**Aim of the task:**
In full and without alteration, output each record given here.

**The data:**
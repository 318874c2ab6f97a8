// SPDX-License-Identifier: GPL-3.0-only

//! Frame orientation normalization
//!
//! Re-renders a captured frame so that stride padding is stripped and the
//! sensor rotation is baked into pixel order. Normalization is idempotent:
//! a frame that is already upright and tightly packed comes out byte
//! identical.

use crate::backends::camera::types::{Orientation, RawFrame};
use crate::constants::RGBA_BYTES_PER_PIXEL;
use image::RgbaImage;
use std::sync::Arc;
use tracing::warn;

/// An upright, tightly packed RGBA pixel buffer
#[derive(Clone, PartialEq, Eq)]
pub struct NormalizedFrame {
    pub width: u32,
    pub height: u32,
    pub data: Arc<[u8]>,
}

impl std::fmt::Debug for NormalizedFrame {
    fn fmt(&self, f: &mut std::fmt::Formatter<'_>) -> std::fmt::Result {
        write!(
            f,
            "NormalizedFrame({}x{}, {} bytes)",
            self.width,
            self.height,
            self.data.len()
        )
    }
}

/// Resolves orientation metadata into upright pixel order
#[derive(Debug, Clone, Copy, Default)]
pub struct FrameNormalizer;

impl FrameNormalizer {
    pub fn new() -> Self {
        Self
    }

    /// Normalize a raw frame at its original resolution.
    ///
    /// There is no error path: if the pixel buffer cannot be re-rendered
    /// (dimensions do not match the data), the packed buffer is passed
    /// through unrotated.
    pub fn normalize(&self, frame: &RawFrame) -> NormalizedFrame {
        let packed = copy_rgba_without_stride(frame);

        if frame.orientation == Orientation::Upright {
            return NormalizedFrame {
                width: frame.width,
                height: frame.height,
                data: packed.into(),
            };
        }

        let Some(img) = RgbaImage::from_raw(frame.width, frame.height, packed.clone()) else {
            warn!(
                width = frame.width,
                height = frame.height,
                len = packed.len(),
                "Frame data does not match dimensions; passing through unrotated"
            );
            return NormalizedFrame {
                width: frame.width,
                height: frame.height,
                data: packed.into(),
            };
        };

        let rotated = match frame.orientation {
            Orientation::Upright => img,
            Orientation::Rotate90 => image::imageops::rotate90(&img),
            Orientation::Rotate180 => image::imageops::rotate180(&img),
            Orientation::Rotate270 => image::imageops::rotate270(&img),
        };

        NormalizedFrame {
            width: rotated.width(),
            height: rotated.height(),
            data: rotated.into_raw().into(),
        }
    }
}

/// Copy RGBA frame data without stride padding
fn copy_rgba_without_stride(frame: &RawFrame) -> Vec<u8> {
    let width = frame.width as usize;
    let height = frame.height as usize;
    let stride = frame.stride as usize;
    let row_bytes = width * RGBA_BYTES_PER_PIXEL;

    if stride == row_bytes && frame.data.len() == row_bytes * height {
        return frame.data.to_vec();
    }

    let mut result = Vec::with_capacity(row_bytes * height);
    for y in 0..height {
        let row_start = y * stride;
        let row_end = row_start + row_bytes;
        if row_end <= frame.data.len() {
            result.extend_from_slice(&frame.data[row_start..row_end]);
        }
    }
    result
}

**Problem solution:**
repository 318874c2ab6f97a8
// SPDX-License-Identifier: GPL-3.0-only

//! Frame orientation normalization
//!
//! Re-renders a captured frame so that stride padding is stripped and the
//! sensor rotation is baked into pixel order. Normalization is idempotent:
//! a frame that is already upright and tightly packed comes out byte
//! identical.

use crate::backends::camera::types::{Orientation, RawFrame};
use crate::constants::RGBA_BYTES_PER_PIXEL;
use image::RgbaImage;
use std::sync::Arc;
use tracing::warn;

/// An upright, tightly packed RGBA pixel buffer
#[derive(Clone, PartialEq, Eq)]
pub struct NormalizedFrame {
    pub width: u32,
    pub height: u32,
    pub data: Arc<[u8]>,
}

impl std::fmt::Debug for NormalizedFrame {
    fn fmt(&self, f: &mut std::fmt::Formatter<'_>) -> std::fmt::Result {
        write!(
            f,
            "NormalizedFrame({}x{}, {} bytes)",
            self.width,
            self.height,
            self.data.len()
        )
    }
}

/// Resolves orientation metadata into upright pixel order
#[derive(Debug, Clone, Copy, Default)]
pub struct FrameNormalizer;

impl FrameNormalizer {
    pub fn new() -> Self {
        Self
    }

    /// Normalize a raw frame at its original resolution.
    ///
    /// There is no error path: if the pixel buffer cannot be re-rendered
    /// (dimensions do not match the data), the packed buffer is passed
    /// through unrotated.
    pub fn normalize(&self, frame: &RawFrame) -> NormalizedFrame {
        let packed = copy_rgba_without_stride(frame);

        if frame.orientation == Orientation::Upright {
            return NormalizedFrame {
                width: frame.width,
                height: frame.height,
                data: packed.into(),
            };
        }

        let Some(img) = RgbaImage::from_raw(frame.width, frame.height, packed.clone()) else {
            warn!(
                width = frame.width,
                height = frame.height,
                len = packed.len(),
                "Frame data does not match dimensions; passing through unrotated"
            );
            return NormalizedFrame {
                width: frame.width,
                height: frame.height,
                data: packed.into(),
            };
        };

        let rotated = match frame.orientation {
            Orientation::Upright => img,
            Orientation::Rotate90 => image::imageops::rotate90(&img),
            Orientation::Rotate180 => image::imageops::rotate180(&img),
            Orientation::Rotate270 => image::imageops::rotate270(&img),
        };

        NormalizedFrame {
            width: rotated.width(),
            height: rotated.height(),
            data: rotated.into_raw().into(),
        }
    }
}

/// Copy RGBA frame data without stride padding
fn copy_rgba_without_stride(frame: &RawFrame) -> Vec<u8> {
    let width = frame.width as usize;
    let height = frame.height as usize;
    let stride = frame.stride as usize;
    let row_bytes = width * RGBA_BYTES_PER_PIXEL;

    if stride == row_bytes && frame.data.len() == row_bytes * height {
        return frame.data.to_vec();
    }

    let mut result = Vec::with_capacity(row_bytes * height);
    for y in 0..height {
        let row_start = y * stride;
        let row_end = row_start + row_bytes;
        if row_end <= frame.data.len() {
            result.extend_from_slice(&frame.data[row_start..row_end]);
        }
    }
    result
}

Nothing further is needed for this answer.